Saved data entries:
Start of Block
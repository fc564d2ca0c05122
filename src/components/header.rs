//! Header Component
//!
//! Navigation, session controls and the "Add todo" entry point.

use leptos::prelude::*;
use leptos_router::components::A;

use crate::context::use_app_context;
use crate::store::{store_open_create, store_set_token, store_sign_out, use_app_store, AppStateStoreFields};

#[component]
pub fn Header() -> impl IntoView {
    let store = use_app_store();
    let ctx = use_app_context();

    // Seed the store from the persisted session once on mount
    Effect::new(move |_| {
        let token = ctx.services().session.restore();
        store_set_token(&store, token);
    });

    let logout = move |_| {
        let services = ctx.services();
        if let Some(token) = store.token().get_untracked() {
            services.sync.forget(&token);
        }
        if let Err(e) = services.session.clear_token() {
            tracing::error!(error = %e, "failed to clear session");
        }
        store_sign_out(&store);
    };

    let signed_in = move || store.token().with(|token| token.is_some());

    view! {
        <header class="app-header">
            <span class="logo">
                <A href="/">"TodoPlatform"</A>
            </span>
            <nav class="header-actions">
                <button
                    class="add-btn"
                    disabled=move || !signed_in()
                    on:click=move |_| store_open_create(&store)
                >
                    "Add todo"
                </button>
                <Show
                    when=signed_in
                    fallback=|| view! { <A href="/login">"Login"</A> }
                >
                    <button class="logout-btn" on:click=logout>"Logout"</button>
                </Show>
                <A href="/signup">"Sign up"</A>
            </nav>
        </header>
    }
}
End of Block
ASSIGNED TASK:
Please restate the records in full, word for word.

OUTPUT FOR THIS EXERCISE:
repository fc564d2ca0c05122
filename src/components/header.rs
//! Header Component
//!
//! Navigation, session controls and the "Add todo" entry point.

use leptos::prelude::*;
use leptos_router::components::A;

use crate::context::use_app_context;
use crate::store::{store_open_create, store_set_token, store_sign_out, use_app_store, AppStateStoreFields};

#[component]
pub fn Header() -> impl IntoView {
    let store = use_app_store();
    let ctx = use_app_context();

    // Seed the store from the persisted session once on mount
    Effect::new(move |_| {
        let token = ctx.services().session.restore();
        store_set_token(&store, token);
    });

    let logout = move |_| {
        let services = ctx.services();
        if let Some(token) = store.token().get_untracked() {
            services.sync.forget(&token);
        }
        if let Err(e) = services.session.clear_token() {
            tracing::error!(error = %e, "failed to clear session");
        }
        store_sign_out(&store);
    };

    let signed_in = move || store.token().with(|token| token.is_some());

    view! {
        <header class="app-header">
            <span class="logo">
                <A href="/">"TodoPlatform"</A>
            </span>
            <nav class="header-actions">
                <button
                    class="add-btn"
                    disabled=move || !signed_in()
                    on:click=move |_| store_open_create(&store)
                >
                    "Add todo"
                </button>
                <Show
                    when=signed_in
                    fallback=|| view! { <A href="/login">"Login"</A> }
                >
                    <button class="logout-btn" on:click=logout>"Logout"</button>
                </Show>
                <A href="/signup">"Sign up"</A>
            </nav>
        </header>
    }
}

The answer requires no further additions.